### Your objective
Some lines in the listing below may include the string "largest". How many are there? Give only the number.

### Data to process
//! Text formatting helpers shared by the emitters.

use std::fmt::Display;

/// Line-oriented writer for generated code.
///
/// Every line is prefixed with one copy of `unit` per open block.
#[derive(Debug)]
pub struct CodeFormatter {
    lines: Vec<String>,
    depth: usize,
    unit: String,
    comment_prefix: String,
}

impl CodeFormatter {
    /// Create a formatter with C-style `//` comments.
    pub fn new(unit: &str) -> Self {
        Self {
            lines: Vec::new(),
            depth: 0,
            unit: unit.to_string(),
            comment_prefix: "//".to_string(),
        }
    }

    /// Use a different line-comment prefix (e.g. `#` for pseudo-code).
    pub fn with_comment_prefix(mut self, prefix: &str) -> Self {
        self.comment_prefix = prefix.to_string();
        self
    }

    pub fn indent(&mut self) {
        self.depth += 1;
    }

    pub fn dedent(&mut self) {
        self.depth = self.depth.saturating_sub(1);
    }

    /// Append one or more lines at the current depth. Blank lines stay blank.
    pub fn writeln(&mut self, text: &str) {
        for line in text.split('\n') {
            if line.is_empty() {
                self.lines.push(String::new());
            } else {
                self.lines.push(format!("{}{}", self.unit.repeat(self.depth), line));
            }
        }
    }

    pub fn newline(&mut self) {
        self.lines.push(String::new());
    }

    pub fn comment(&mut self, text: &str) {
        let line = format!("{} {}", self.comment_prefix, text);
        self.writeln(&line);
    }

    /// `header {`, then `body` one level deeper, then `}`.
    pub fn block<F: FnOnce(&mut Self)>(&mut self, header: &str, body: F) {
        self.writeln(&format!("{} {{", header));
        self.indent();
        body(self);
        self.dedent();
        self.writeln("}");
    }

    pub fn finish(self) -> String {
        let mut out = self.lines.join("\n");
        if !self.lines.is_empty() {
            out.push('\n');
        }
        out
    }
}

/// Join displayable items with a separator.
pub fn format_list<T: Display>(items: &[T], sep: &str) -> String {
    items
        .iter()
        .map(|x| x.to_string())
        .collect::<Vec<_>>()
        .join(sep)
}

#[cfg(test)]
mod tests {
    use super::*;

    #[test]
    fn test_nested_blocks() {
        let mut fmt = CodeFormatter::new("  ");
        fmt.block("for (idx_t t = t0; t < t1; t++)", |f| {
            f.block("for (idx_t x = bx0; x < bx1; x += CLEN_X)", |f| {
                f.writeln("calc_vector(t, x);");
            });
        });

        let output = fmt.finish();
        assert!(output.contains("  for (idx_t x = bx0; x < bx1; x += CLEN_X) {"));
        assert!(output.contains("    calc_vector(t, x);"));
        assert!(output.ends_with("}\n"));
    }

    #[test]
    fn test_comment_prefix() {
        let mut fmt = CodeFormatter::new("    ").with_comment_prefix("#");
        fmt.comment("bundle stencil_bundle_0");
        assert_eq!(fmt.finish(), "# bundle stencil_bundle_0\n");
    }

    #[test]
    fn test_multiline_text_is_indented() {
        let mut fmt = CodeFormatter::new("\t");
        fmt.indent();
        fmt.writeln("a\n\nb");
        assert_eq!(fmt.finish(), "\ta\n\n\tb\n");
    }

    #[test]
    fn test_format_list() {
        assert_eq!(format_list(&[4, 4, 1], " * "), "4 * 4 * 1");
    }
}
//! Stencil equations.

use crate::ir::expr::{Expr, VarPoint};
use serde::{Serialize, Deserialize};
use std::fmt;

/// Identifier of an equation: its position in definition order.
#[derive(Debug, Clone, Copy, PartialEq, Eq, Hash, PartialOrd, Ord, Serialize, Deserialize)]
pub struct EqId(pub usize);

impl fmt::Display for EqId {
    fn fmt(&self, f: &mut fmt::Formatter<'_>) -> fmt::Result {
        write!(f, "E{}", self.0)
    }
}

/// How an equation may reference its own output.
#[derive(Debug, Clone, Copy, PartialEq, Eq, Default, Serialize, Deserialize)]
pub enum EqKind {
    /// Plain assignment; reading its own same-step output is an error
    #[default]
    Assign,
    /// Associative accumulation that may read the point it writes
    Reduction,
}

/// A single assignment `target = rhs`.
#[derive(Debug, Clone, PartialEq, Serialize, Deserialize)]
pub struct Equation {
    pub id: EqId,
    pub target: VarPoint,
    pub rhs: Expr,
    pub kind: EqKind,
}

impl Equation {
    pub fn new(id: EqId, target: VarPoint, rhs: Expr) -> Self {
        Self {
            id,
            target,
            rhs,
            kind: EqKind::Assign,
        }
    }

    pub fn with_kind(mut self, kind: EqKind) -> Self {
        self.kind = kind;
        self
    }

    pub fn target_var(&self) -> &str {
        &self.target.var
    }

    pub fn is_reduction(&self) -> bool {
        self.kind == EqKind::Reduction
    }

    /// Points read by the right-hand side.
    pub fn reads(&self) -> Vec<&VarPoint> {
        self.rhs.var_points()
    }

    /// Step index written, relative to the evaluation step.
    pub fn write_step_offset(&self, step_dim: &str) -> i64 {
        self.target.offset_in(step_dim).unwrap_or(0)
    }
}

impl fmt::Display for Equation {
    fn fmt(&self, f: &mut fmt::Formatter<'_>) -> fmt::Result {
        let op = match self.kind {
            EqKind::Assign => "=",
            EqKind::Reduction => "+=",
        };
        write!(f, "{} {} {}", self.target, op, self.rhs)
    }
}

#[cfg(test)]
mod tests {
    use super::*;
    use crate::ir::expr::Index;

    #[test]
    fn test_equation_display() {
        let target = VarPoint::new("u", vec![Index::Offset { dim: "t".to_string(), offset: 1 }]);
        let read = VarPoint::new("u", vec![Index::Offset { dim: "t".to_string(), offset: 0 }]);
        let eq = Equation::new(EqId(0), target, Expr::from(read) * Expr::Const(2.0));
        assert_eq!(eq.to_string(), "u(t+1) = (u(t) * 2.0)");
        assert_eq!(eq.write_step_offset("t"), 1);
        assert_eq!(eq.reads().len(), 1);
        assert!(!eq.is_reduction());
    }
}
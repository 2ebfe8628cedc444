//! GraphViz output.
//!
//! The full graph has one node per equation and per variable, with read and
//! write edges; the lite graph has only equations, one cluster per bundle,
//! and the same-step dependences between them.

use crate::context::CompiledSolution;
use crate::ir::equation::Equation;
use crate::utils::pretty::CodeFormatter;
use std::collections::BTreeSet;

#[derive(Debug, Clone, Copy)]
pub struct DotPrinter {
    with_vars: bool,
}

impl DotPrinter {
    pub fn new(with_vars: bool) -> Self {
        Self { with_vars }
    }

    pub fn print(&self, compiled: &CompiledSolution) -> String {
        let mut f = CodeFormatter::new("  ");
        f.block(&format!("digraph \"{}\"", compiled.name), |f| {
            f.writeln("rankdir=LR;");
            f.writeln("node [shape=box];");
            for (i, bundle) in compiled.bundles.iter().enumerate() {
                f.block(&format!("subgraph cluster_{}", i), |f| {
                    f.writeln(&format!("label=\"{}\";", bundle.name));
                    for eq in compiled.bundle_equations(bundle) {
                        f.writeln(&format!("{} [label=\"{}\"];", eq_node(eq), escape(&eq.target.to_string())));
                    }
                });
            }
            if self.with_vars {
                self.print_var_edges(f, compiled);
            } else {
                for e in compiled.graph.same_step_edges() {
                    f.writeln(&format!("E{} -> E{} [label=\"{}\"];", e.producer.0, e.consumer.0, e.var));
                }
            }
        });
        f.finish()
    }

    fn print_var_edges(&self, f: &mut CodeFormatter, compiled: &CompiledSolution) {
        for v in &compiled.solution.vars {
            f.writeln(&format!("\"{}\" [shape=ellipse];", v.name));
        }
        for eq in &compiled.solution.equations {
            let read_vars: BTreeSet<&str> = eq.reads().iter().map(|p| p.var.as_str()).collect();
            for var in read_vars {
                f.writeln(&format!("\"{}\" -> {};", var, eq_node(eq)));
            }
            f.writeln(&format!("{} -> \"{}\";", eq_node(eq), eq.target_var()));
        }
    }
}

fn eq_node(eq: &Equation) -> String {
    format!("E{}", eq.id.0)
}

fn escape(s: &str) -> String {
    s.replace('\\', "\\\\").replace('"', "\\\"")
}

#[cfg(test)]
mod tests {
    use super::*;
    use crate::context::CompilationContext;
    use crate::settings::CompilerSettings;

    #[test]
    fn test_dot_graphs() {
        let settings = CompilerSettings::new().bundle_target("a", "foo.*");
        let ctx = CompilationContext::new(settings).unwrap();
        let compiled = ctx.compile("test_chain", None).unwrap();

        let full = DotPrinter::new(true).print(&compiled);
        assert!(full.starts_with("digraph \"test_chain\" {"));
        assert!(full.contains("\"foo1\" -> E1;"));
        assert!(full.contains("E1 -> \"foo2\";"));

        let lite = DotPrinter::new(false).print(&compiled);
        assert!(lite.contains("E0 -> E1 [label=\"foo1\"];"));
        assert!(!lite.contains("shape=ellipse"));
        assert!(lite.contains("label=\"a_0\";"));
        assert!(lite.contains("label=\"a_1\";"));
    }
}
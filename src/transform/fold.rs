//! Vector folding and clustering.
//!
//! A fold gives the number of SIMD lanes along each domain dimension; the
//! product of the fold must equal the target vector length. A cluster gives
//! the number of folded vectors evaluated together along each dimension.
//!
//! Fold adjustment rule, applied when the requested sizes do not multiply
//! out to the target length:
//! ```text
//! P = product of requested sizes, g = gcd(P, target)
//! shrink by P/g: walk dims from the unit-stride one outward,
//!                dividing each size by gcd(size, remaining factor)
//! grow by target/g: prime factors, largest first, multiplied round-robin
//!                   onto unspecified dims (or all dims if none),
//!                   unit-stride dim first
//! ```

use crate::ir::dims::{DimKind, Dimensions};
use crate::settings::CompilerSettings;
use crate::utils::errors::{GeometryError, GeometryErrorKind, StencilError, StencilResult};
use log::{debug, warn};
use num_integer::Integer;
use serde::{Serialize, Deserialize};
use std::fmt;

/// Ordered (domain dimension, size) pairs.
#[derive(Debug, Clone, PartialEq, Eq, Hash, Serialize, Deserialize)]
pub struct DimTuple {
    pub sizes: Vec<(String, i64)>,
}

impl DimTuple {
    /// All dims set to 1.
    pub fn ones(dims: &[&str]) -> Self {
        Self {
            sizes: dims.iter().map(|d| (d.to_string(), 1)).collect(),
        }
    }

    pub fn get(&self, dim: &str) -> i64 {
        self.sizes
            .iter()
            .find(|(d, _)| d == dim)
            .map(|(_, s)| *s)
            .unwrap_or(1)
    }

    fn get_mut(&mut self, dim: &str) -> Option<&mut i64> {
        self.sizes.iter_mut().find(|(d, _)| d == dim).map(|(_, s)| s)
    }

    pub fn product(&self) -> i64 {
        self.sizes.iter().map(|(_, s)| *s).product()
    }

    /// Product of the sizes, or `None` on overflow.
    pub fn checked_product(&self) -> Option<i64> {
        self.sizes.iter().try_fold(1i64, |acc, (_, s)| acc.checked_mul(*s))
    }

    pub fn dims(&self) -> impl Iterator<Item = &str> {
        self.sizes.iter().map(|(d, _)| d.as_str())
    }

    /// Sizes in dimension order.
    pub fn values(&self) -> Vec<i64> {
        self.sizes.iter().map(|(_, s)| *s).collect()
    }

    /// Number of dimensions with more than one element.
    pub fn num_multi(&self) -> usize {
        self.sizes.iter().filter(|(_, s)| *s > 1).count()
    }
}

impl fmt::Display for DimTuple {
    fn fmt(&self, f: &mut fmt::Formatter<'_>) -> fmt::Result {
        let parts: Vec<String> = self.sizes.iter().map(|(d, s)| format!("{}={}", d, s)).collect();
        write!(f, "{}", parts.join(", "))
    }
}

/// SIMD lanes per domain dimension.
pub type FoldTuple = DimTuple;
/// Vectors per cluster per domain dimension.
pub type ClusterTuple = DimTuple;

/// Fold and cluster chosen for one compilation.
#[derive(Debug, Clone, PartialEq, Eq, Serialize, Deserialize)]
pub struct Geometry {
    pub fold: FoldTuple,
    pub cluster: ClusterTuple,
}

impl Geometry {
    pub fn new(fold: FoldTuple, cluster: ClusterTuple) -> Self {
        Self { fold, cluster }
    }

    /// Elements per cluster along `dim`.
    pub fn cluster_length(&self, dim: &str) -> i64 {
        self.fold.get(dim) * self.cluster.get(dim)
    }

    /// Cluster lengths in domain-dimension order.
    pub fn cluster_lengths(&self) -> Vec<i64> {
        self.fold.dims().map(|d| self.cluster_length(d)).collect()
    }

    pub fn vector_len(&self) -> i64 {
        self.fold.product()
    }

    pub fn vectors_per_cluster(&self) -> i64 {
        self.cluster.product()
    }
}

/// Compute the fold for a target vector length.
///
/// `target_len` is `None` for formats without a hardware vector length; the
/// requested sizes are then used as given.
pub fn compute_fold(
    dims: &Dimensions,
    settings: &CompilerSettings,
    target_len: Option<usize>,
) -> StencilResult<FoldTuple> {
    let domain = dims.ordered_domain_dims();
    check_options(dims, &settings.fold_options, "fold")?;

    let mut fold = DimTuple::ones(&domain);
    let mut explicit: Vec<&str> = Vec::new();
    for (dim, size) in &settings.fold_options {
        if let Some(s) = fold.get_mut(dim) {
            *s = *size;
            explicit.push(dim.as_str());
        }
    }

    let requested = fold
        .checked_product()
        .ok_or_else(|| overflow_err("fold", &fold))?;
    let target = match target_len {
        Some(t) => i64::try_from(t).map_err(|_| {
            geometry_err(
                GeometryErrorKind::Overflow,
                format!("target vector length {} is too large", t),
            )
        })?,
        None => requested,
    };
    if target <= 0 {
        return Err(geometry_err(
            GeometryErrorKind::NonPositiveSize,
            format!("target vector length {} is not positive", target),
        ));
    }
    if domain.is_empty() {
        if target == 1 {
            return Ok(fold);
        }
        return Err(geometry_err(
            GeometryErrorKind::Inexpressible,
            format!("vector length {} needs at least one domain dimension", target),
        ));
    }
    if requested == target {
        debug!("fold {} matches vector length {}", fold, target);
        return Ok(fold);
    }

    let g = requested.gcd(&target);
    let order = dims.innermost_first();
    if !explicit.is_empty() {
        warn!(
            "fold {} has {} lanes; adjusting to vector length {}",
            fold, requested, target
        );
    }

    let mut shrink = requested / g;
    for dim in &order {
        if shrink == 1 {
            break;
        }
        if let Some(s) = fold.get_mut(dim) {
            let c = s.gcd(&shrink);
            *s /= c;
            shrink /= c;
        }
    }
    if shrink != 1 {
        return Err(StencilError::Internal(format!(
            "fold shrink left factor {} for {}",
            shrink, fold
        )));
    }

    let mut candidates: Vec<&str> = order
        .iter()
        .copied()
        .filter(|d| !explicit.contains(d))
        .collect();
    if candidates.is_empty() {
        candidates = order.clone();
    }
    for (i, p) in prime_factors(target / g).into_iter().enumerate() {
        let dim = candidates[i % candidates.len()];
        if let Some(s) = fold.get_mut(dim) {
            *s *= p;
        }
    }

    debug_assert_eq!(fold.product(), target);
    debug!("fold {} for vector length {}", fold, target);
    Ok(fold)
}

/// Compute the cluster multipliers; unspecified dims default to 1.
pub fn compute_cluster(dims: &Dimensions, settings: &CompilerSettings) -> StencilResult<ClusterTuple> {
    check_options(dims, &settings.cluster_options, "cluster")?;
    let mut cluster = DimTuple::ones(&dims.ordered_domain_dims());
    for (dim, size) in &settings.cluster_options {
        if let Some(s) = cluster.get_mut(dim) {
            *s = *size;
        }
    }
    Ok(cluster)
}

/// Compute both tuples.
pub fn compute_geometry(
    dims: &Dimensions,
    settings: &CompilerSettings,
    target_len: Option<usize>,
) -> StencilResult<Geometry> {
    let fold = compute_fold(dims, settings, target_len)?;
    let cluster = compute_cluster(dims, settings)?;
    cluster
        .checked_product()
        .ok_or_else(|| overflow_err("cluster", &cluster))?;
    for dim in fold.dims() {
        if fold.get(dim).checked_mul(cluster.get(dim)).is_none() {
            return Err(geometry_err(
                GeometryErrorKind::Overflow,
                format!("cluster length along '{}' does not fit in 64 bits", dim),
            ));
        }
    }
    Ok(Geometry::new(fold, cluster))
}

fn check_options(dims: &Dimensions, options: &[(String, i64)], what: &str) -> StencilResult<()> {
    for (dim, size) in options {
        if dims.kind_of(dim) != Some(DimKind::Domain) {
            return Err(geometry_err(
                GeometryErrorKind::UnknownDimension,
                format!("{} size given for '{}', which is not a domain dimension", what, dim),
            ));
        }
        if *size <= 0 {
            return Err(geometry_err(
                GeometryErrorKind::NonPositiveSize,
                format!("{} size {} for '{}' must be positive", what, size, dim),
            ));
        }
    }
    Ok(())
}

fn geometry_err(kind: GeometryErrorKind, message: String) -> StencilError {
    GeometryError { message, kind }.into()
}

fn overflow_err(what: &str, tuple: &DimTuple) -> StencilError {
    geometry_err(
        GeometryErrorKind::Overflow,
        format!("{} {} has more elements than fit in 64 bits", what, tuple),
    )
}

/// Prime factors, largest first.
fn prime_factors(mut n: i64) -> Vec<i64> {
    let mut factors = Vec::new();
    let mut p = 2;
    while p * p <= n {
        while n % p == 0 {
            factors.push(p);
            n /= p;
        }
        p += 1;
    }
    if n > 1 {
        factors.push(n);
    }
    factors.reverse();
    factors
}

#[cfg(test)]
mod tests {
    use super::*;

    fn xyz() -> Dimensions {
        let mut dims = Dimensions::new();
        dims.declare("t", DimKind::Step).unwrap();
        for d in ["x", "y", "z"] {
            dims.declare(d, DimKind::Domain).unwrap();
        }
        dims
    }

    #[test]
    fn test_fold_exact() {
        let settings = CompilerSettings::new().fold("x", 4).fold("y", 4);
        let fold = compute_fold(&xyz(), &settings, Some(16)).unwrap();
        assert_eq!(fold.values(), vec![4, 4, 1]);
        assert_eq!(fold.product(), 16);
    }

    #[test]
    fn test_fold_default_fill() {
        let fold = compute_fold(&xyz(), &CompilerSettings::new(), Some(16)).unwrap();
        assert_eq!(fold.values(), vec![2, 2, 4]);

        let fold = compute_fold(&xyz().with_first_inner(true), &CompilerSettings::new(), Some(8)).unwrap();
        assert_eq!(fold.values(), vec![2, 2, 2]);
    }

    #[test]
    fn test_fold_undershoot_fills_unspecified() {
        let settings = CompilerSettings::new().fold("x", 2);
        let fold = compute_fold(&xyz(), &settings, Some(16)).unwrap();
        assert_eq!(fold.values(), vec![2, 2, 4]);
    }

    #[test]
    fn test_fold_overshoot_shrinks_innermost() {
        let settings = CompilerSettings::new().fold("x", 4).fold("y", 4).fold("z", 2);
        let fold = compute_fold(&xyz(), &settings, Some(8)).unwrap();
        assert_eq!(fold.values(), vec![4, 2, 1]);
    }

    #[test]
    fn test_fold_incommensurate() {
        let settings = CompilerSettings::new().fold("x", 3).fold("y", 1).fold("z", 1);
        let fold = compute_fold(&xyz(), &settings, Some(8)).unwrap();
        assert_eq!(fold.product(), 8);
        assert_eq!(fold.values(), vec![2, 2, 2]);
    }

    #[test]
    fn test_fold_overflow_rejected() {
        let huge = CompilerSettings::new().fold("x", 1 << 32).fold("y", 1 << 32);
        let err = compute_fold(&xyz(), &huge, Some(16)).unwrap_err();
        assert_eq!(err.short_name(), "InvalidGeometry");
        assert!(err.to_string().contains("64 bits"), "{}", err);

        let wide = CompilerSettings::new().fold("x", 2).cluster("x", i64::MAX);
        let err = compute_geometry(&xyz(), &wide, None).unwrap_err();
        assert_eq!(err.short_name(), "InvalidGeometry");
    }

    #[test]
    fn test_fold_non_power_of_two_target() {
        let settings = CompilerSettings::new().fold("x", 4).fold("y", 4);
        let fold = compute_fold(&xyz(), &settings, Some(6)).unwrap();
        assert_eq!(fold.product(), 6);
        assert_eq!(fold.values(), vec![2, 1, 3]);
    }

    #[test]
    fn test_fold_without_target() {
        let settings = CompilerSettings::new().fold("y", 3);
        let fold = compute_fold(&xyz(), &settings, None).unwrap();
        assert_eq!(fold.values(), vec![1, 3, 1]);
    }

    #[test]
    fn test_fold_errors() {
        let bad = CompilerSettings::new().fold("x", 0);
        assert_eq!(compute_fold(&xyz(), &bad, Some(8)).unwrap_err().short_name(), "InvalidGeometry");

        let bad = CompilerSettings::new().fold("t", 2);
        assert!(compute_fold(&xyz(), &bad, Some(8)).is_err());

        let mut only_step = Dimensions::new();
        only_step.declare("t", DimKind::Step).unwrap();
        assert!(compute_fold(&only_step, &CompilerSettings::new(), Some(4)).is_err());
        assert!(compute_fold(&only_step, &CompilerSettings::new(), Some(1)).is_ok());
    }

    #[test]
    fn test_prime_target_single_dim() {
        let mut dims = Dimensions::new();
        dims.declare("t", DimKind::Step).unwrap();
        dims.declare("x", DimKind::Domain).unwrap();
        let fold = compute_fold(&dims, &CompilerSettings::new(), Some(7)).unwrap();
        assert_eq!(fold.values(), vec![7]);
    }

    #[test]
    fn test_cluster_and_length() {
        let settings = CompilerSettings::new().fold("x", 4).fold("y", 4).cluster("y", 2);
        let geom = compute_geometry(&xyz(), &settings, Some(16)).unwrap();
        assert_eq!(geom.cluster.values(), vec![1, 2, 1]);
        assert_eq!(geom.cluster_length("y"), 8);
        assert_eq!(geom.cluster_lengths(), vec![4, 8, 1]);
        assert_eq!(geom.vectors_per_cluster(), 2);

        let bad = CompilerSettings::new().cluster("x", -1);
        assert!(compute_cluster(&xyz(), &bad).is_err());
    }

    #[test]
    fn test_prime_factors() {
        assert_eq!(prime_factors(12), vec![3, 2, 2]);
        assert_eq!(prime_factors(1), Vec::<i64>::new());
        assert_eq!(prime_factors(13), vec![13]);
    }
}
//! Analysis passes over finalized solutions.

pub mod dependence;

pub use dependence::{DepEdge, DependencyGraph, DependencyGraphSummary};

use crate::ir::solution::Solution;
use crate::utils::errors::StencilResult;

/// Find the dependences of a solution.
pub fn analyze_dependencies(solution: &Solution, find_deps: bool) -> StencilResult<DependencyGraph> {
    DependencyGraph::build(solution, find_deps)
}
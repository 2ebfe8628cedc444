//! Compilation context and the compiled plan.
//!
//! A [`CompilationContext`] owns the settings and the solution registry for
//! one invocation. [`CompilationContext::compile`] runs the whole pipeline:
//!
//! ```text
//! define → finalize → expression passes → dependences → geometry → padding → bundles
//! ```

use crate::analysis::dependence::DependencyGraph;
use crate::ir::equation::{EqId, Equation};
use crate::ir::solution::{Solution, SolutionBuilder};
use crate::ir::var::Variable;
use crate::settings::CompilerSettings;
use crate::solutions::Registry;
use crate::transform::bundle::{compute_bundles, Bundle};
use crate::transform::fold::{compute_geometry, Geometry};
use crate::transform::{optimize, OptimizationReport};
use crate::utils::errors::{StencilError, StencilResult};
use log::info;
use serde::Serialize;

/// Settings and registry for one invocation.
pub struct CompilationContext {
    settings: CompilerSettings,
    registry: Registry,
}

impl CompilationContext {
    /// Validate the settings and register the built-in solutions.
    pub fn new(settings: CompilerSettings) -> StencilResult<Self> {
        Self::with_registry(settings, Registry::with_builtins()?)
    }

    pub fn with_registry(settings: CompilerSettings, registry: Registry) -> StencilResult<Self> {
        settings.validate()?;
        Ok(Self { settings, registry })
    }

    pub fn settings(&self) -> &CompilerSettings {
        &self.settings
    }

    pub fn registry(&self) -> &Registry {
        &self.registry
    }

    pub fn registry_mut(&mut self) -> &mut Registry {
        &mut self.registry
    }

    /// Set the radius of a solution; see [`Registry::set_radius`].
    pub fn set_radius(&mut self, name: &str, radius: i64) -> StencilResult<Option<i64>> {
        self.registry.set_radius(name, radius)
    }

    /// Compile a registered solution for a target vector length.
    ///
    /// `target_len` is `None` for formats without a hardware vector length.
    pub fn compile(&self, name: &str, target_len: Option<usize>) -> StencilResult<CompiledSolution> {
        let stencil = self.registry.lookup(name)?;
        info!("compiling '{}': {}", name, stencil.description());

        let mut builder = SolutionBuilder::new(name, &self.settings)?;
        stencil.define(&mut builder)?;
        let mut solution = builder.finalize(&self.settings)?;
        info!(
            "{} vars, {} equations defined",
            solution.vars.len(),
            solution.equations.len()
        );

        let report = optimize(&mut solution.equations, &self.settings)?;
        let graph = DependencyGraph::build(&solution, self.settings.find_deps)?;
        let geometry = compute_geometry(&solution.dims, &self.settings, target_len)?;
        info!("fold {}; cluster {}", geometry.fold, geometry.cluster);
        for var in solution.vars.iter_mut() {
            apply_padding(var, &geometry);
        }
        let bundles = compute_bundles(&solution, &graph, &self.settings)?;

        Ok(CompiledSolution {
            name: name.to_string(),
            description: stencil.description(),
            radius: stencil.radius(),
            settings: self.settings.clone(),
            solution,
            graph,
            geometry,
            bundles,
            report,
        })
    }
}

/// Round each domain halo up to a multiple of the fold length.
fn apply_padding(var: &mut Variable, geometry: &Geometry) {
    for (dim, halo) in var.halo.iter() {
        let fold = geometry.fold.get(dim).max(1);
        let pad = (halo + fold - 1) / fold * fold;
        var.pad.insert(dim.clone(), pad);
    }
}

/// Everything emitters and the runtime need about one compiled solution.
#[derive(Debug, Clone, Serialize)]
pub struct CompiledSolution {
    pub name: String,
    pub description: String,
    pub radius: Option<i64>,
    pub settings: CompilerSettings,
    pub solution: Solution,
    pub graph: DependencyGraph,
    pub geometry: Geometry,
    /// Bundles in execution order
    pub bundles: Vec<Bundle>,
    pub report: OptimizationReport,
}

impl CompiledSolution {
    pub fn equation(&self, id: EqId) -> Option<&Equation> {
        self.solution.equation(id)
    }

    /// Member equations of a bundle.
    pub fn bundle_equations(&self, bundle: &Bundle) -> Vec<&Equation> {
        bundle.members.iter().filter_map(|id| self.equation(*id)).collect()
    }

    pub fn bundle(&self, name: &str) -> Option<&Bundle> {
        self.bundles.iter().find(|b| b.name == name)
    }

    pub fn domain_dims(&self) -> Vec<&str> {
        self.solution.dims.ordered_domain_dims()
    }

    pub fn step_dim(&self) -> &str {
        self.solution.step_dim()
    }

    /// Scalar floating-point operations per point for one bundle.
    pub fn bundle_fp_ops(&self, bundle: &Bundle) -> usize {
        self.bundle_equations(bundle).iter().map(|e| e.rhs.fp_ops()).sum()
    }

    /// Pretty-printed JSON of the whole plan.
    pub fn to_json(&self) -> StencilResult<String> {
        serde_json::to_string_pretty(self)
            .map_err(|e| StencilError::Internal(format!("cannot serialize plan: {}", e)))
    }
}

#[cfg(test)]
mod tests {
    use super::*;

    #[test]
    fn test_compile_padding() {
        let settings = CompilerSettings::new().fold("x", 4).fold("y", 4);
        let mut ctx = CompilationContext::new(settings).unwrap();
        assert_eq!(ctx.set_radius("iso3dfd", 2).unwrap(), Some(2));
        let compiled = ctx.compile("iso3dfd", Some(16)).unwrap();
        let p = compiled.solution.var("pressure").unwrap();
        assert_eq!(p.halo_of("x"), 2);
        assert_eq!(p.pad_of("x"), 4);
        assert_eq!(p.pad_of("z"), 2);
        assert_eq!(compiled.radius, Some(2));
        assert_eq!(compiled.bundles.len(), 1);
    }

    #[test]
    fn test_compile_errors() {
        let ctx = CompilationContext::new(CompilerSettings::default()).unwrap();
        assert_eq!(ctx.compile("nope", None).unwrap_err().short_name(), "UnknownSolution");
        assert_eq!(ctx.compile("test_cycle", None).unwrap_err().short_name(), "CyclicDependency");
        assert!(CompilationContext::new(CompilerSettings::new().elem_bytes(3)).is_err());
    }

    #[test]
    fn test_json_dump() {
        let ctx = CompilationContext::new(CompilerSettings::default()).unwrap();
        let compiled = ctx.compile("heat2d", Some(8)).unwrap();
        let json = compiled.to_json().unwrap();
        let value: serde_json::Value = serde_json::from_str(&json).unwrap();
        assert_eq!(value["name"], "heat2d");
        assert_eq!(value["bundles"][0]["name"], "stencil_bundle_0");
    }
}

### Answer box
2